NIZZA – “Quando ho visto il camion, con i morti che volavano ovunque, ho capito subito. E mi sono lanciato contro l’attentatore”: a parlare è l’uomo che la sera del 14 luglio scorso sulla Promenade des Anglais di Nizza si è scagliato con il suo motorino contro il camion bianco guidato sulla folla da Mohamed Lahaouiej Bouhlel.
Lui, Franck, un impiegato dell’aeroporto cittadino di circa cinquant’anni, quella sera era lì con la moglie. Anche lui, come molti altri, celebrava la festa nazionale. E quando ha capito quel che stava accadendo non c’ha pensato due volte a fare tutto quello che poteva con il suo scooter.
Franck ha raccontato quei momenti a Guillaume Bertolino di Nice Matin (traduzione di Daniela Maggioni per il Corriere della Sera).
Franck, che cosa aveva previsto di fare la sera del 14 luglio?

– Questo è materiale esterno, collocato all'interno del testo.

use super::loading::parse_config;
use super::validation::validate_config;
use super::*;
use serial_test::serial;
use std::fs;
use tempfile::tempdir;

fn with_config_home<T>(dir: &std::path::Path, f: impl FnOnce() -> T) -> T {
    let original = std::env::var("XDG_CONFIG_HOME").ok();
    unsafe {
        std::env::set_var("XDG_CONFIG_HOME", dir);
    }

    let result = f();

    unsafe {
        match original {
            Some(val) => std::env::set_var("XDG_CONFIG_HOME", val),
            None => std::env::remove_var("XDG_CONFIG_HOME"),
        }
    }
    result
}

#[test]
#[serial]
fn test_config_load_default_creation() {
    let temp_dir = tempdir().unwrap();
    let config_path = temp_dir.path().join("longlapse").join("longlapse.toml");

    let result = with_config_home(temp_dir.path(), Config::load);

    if let Err(e) = &result {
        eprintln!("Config::load() failed: {:?}", e);
    }
    let config = result.unwrap();
    assert!(config_path.exists());
    assert_eq!(config.capture.cadence(), Duration::from_secs(DEFAULT_CADENCE_SECS));
    assert!(config.archive.target().is_none());
}

#[test]
#[serial]
fn test_config_load_existing_file() {
    let temp_dir = tempdir().unwrap();
    let config_dir = temp_dir.path().join("longlapse");
    fs::create_dir_all(&config_dir).unwrap();
    fs::write(
        config_dir.join("longlapse.toml"),
        "[capture]\ncadence = 300\n\n[archive]\nhost = \"pi@archive\"\nremote_dir = \"/srv/frames\"\n",
    )
    .unwrap();

    let config = with_config_home(temp_dir.path(), Config::load).unwrap();

    assert_eq!(config.capture.cadence(), Duration::from_secs(300));
    let target = config.archive.target().unwrap();
    assert_eq!(target.host, "pi@archive");
    assert_eq!(target.base_dir, "/srv/frames");
}

#[test]
fn test_default_config_content_parses() {
    let content = builder::default_config_content();
    let config = parse_config(&content).unwrap();

    assert_eq!(config.location.latitude, Some(DEFAULT_LATITUDE));
    assert_eq!(config.location.longitude, Some(DEFAULT_LONGITUDE));
    assert_eq!(config.location.horizon, Some(DEFAULT_HORIZON_DEG));
    assert_eq!(config.capture.awake_interval_mode(), AwakeIntervalMode::Daylight);
    assert_eq!(config.camera.settings(), CameraSettings::default());
    assert_eq!(config.archive.retry_policy(), RetryPolicy::default());
    assert!(config.archive.host.is_none());
    assert_eq!(config.logging.debug, Some(false));
}

#[test]
fn test_empty_config_uses_defaults() {
    let config = parse_config("").unwrap();
    assert_eq!(config, Config::default());

    let location = config.location.observer().unwrap();
    assert_eq!(location.latitude, DEFAULT_LATITUDE);
    assert_eq!(location.horizon, DEFAULT_HORIZON_DEG);
    assert_eq!(config.camera.command(), DEFAULT_CAMERA_COMMAND);
    assert!(!config.capture.archive_partial_batches());
}

#[test]
fn test_load_from_missing_path() {
    let temp_dir = tempdir().unwrap();
    let path = temp_dir.path().join("missing.toml");
    let err = Config::load_from_path(&path).unwrap_err();
    assert!(err.to_string().contains("Configuration file not found"));
}

#[test]
fn test_load_from_path_reports_parse_errors() {
    let temp_dir = tempdir().unwrap();
    let path = temp_dir.path().join("longlapse.toml");
    fs::write(&path, "[capture]\ncadence = \"often\"\n").unwrap();

    let err = Config::load_from_path(&path).unwrap_err();
    assert!(format!("{err:#}").contains("Failed to parse config"));
}

#[test]
fn test_camera_settings_from_config() {
    let config = parse_config(
        r#"
[camera]
width = 1920
height = 1080
hflip = false
metering = "spot"
iso = 400
awb = "daylight"
awb_gains = [1.5, 1.2]
warmup = 2
extension = "png"
"#,
    )
    .unwrap();

    let settings = config.camera.settings();
    assert_eq!(settings.width, 1920);
    assert_eq!(settings.height, 1080);
    assert!(!settings.hflip);
    assert!(settings.vflip);
    assert_eq!(settings.metering, MeteringMode::Spot);
    assert_eq!(settings.iso, 400);
    assert_eq!(settings.awb, WhiteBalanceMode::Daylight);
    assert_eq!(settings.awb_gains, Some((1.5, 1.2)));
    assert_eq!(settings.warmup, Duration::from_secs(2));
    assert_eq!(settings.extension, "png");
}

#[test]
fn test_retry_policy_from_config() {
    let config = parse_config(
        "[archive]\nhost = \"pi@archive\"\nmax_retries = 3\nretry_backoff = 10\nretry_multiplier = 1.5\n",
    )
    .unwrap();

    let policy = config.archive.retry_policy();
    assert_eq!(policy.max_retries, 3);
    assert_eq!(policy.initial_backoff, Duration::from_secs(10));
    assert_eq!(policy.multiplier, 1.5);
}

#[test]
fn test_archive_target_defaults_remote_dir() {
    let config = parse_config("[archive]\nhost = \"pi@archive\"\n").unwrap();
    let target = config.archive.target().unwrap();
    assert_eq!(target.base_dir, ".");
    assert_eq!(config.archive.timeout(), Duration::from_secs(DEFAULT_REMOTE_TIMEOUT_SECS));
}

#[test]
fn test_explicit_timezone_wins() {
    let config = parse_config(
        "[location]\nlatitude = 47.7\nlongitude = -122.4\ntimezone = \"Europe/Berlin\"\n",
    )
    .unwrap();
    let location = config.location.observer().unwrap();
    assert_eq!(
        config.location.resolve_timezone(&location).unwrap(),
        chrono_tz::Europe::Berlin
    );
}

#[test]
fn test_timezone_detected_from_coordinates() {
    let config = parse_config("[location]\nlatitude = 47.7\nlongitude = -122.4\n").unwrap();
    let location = config.location.observer().unwrap();
    assert_eq!(
        config.location.resolve_timezone(&location).unwrap(),
        chrono_tz::America::Los_Angeles
    );
}

#[test]
fn test_expand_home() {
    if let Some(home) = dirs::home_dir() {
        assert_eq!(expand_home("~/frames"), home.join("frames"));
    }
    assert_eq!(expand_home("/srv/frames"), PathBuf::from("/srv/frames"));
    assert_eq!(expand_home("frames/~"), PathBuf::from("frames/~"));
}

#[test]
fn test_validation_rejects_bad_location() {
    for content in [
        "[location]\nlatitude = 91.0\n",
        "[location]\nlongitude = -181.0\n",
        "[location]\npressure = 2000.0\n",
        "[location]\nhorizon = -30.0\n",
        "[location]\ntimezone = \"Mars/Olympus_Mons\"\n",
    ] {
        assert!(parse_config(content).is_err(), "accepted: {content}");
    }
}

#[test]
fn test_validation_rejects_bad_capture_and_camera() {
    for content in [
        "[capture]\ncadence = 0\n",
        "[capture]\ncadence = 7200\n",
        "[capture]\nbase_dir = \"  \"\n",
        "[camera]\nwidth = 0\n",
        "[camera]\nframerate = 0.0\n",
        "[camera]\niso = 50\n",
        "[camera]\nawb_gains = [1.5]\n",
        "[camera]\nawb_gains = [1.5, -1.0]\n",
        "[camera]\nwarmup = 120\n",
        "[camera]\nextension = \"gif\"\n",
        "[camera]\ncommand = \"\"\n",
    ] {
        assert!(parse_config(content).is_err(), "accepted: {content}");
    }
}

#[test]
fn test_validation_rejects_bad_archive() {
    for content in [
        "[archive]\nhost = \"\"\n",
        "[archive]\nhost = \"-oProxyCommand=x\"\n",
        "[archive]\nremote_dir = \"/srv/frames\"\n",
        "[archive]\nhost = \"pi@archive\"\nremote_dir = \"/srv/my frames\"\n",
        "[archive]\nhost = \"pi@archive\"\nremote_dir = \"/srv/$(reboot)\"\n",
        "[archive]\nhost = \"pi@archive\"\ntimeout = 0\n",
        "[archive]\nhost = \"pi@archive\"\nmax_retries = 11\n",
        "[archive]\nhost = \"pi@archive\"\nretry_multiplier = 0.5\n",
    ] {
        assert!(parse_config(content).is_err(), "accepted: {content}");
    }
}

#[test]
fn test_validation_error_messages() {
    let err = parse_config("[capture]\ncadence = 0\n").unwrap_err();
    assert!(err.to_string().contains("cadence (0 seconds)"));

    let err = parse_config("[archive]\nremote_dir = \"/srv\"\n").unwrap_err();
    assert!(err.to_string().contains("archive host is missing"));
}

#[test]
fn test_validate_config_accepts_defaults() {
    assert!(validate_config(&Config::default()).is_ok());
}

«Avanzavamo tranquillamente sulla Promenade des Anglais. Avevamo fatto tardi per i fuochi d’artificio. Allora ho detto a mia moglie: andiamo a mangiare un gelato sul viale Saleya. Mi rivedo mentre attraversiamo l’incrocio di Magnan, tutto andava bene. Incontravamo la gente che cominciava a rientrare nelle case. Quando abbiamo visto arrivare il camion…» .Dove si trovava in quel momento?
«Eravamo in mezzo alla strada. (…) Non ho nemmeno avuto il tempo di guardare nel retrovisore: il camion m’ha sorpassato. Correva sul marciapiede. Ho davanti agli occhi l’immagine dei corpi che volavano ovunque. Ho subito capito. Mia moglie, seduta dietro di me, mi tirava il braccio. Mi sono fermato. Le ho detto: scappa via! E ho accelerato» .Attorno, l’apocalisse…
«Era orribile. Per raggiungere il camion, bisognava fare lo slalom fra vivi e morti. Andavo a tutta velocità. (…) Sono riuscito a mettermi alla sua sinistra» .Non ha pensato che stava rischiando la vita?
«Mi sono posto la domanda: cosa puoi fare con il tuo piccolo scooter? È allora che l’ho scagliato contro il camion. Ho continuato a corrergli dietro. (…) Alla fine son riuscito ad attaccarmi alla cabina» .Riesce allora ad avvicinarsi a Bouhlel, l’attentatore…
«Ero sul predellino a livello del finestrino aperto. L’ho colpito e colpito ancora, sul volto. (…) Lui non diceva nulla» .Ha cercato di spararle?
«Sì, ma la pistola non funzionava. Mirava, premeva il grilletto, ma non funzionava» .Perché non ha mollato la presa?
«Ero lucido e pronto a morire per fermarlo. E continuavo a colpirlo. Ho cercato di tirarlo fuori dalla cabina attraverso il finestrino. Perché non riuscivo ad aprire quella maledetta porta. E colpivo ancora. Allora, mi ha dato un colpo in testa. Mi hanno poi messo dei punti. Sono caduto dal marciapiedi e sono risalito subito. Finché la pistola si è messa a funzionare. Ha sparato un primo colpo in aria. Poi, contro di me» .E la polizia è arrivata?
«Ho effettivamente sentito dei rumori. Era la polizia che cominciava a sparare. (…) Sono allora scivolato fra le ruote del camion. Mi sono messo a pancia in giù, la testa girata su un lato. Sparavano in tutte le direzioni…» .L’assalto finale. Che ha fatto dopo?
«Sono venuto fuori, e mi sono fatto fermare dalla polizia che ha dovuto logicamente pensare che fossi un terrorista. Poi ho vomitato (…)».